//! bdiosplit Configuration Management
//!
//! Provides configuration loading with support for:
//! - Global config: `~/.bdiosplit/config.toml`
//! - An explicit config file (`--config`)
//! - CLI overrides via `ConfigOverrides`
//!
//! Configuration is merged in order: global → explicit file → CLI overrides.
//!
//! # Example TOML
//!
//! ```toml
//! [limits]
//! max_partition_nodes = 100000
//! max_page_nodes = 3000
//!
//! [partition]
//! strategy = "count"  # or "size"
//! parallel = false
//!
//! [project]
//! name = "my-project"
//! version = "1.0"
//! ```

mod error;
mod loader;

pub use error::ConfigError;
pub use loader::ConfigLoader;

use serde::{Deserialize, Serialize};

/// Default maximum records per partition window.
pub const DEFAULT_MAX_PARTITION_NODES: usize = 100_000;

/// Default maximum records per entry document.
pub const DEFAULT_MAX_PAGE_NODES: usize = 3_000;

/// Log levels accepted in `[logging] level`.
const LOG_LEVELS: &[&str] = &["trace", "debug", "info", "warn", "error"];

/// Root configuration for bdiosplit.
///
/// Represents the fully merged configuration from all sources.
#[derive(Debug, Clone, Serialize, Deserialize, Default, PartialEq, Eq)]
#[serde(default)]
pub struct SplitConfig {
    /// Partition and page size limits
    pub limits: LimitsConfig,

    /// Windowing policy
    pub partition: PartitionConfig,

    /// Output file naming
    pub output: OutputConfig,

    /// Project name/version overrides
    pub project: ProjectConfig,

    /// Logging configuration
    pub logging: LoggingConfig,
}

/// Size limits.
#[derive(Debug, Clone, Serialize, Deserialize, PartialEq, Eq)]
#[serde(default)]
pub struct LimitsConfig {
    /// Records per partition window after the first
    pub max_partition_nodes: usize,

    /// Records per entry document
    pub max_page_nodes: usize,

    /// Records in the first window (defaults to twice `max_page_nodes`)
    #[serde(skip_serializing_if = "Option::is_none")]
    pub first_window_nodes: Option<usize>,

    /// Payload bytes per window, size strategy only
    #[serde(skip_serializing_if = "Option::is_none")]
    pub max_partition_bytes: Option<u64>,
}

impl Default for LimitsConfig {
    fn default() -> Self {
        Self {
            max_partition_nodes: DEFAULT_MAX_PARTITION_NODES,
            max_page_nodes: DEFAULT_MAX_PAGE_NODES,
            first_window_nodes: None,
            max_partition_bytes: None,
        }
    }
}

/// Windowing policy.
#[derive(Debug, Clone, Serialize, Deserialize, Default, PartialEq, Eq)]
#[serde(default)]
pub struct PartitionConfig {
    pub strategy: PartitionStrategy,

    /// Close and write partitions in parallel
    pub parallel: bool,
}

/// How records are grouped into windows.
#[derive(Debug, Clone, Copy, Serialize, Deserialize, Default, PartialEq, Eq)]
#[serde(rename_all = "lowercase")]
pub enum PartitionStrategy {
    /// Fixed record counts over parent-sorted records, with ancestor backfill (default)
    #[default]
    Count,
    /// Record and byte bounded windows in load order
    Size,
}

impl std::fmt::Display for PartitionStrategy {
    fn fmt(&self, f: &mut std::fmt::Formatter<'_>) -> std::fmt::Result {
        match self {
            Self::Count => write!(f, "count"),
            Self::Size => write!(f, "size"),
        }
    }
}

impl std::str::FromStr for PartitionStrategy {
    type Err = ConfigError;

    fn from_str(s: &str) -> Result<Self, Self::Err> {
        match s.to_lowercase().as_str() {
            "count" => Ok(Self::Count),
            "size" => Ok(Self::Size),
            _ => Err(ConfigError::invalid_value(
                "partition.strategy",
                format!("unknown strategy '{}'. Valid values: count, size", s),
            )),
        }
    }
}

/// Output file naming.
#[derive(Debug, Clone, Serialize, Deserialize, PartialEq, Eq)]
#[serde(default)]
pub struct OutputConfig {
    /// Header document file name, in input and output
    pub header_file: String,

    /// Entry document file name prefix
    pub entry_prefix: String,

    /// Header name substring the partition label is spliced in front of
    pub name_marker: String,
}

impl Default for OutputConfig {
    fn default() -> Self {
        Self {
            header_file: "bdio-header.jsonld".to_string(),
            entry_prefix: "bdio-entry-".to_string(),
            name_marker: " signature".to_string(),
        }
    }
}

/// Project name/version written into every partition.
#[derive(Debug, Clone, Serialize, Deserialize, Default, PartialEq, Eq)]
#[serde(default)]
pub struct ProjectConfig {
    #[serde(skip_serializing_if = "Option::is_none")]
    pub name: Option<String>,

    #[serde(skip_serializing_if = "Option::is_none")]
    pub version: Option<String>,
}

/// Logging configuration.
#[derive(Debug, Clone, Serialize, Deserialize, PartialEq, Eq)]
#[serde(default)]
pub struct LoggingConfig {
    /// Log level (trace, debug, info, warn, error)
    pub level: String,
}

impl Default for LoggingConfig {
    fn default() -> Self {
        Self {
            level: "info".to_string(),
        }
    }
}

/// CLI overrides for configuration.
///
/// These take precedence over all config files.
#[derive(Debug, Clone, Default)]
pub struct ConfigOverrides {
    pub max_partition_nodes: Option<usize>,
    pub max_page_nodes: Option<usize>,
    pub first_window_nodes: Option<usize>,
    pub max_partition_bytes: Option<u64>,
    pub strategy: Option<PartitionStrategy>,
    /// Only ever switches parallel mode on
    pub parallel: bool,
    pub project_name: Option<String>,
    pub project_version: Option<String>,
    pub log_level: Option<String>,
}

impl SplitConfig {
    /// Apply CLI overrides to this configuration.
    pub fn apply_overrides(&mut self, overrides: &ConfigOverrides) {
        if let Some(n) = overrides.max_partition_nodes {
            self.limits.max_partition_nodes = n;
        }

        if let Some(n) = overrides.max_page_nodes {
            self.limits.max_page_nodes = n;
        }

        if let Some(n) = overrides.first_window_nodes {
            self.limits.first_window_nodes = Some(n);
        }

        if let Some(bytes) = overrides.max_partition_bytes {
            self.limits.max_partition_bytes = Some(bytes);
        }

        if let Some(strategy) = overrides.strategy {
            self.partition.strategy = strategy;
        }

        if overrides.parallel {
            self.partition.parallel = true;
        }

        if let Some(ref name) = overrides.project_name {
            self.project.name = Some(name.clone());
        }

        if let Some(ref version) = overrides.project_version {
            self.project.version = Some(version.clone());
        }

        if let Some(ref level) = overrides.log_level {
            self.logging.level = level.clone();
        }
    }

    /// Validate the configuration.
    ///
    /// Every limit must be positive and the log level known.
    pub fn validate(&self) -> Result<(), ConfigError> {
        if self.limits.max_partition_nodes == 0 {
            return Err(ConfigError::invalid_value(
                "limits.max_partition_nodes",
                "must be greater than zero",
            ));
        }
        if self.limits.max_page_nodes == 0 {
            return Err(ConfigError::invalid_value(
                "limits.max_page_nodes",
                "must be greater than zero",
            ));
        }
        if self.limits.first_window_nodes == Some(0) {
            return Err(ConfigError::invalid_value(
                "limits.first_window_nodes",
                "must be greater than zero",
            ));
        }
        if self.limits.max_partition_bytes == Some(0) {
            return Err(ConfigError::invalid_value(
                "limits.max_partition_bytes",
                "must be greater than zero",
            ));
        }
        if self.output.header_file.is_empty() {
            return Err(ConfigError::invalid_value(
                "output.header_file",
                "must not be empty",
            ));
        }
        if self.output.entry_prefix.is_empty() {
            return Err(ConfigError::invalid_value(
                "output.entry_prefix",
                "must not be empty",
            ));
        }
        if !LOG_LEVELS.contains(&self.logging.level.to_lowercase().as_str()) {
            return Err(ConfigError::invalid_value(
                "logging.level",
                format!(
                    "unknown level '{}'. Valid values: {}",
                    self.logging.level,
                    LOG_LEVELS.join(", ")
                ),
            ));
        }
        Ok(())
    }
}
_ _ _ _ _
What you have to do:
Reproduce exactly, and only, the part of the listing above that begins at the line with "type Err = ConfigError;" and goes on through the line with "pub struct OutputConfig".

Written answer:
    type Err = ConfigError;

    fn from_str(s: &str) -> Result<Self, Self::Err> {
        match s.to_lowercase().as_str() {
            "count" => Ok(Self::Count),
            "size" => Ok(Self::Size),
            _ => Err(ConfigError::invalid_value(
                "partition.strategy",
                format!("unknown strategy '{}'. Valid values: count, size", s),
            )),
        }
    }
}

/// Output file naming.
#[derive(Debug, Clone, Serialize, Deserialize, PartialEq, Eq)]
#[serde(default)]
pub struct OutputConfig {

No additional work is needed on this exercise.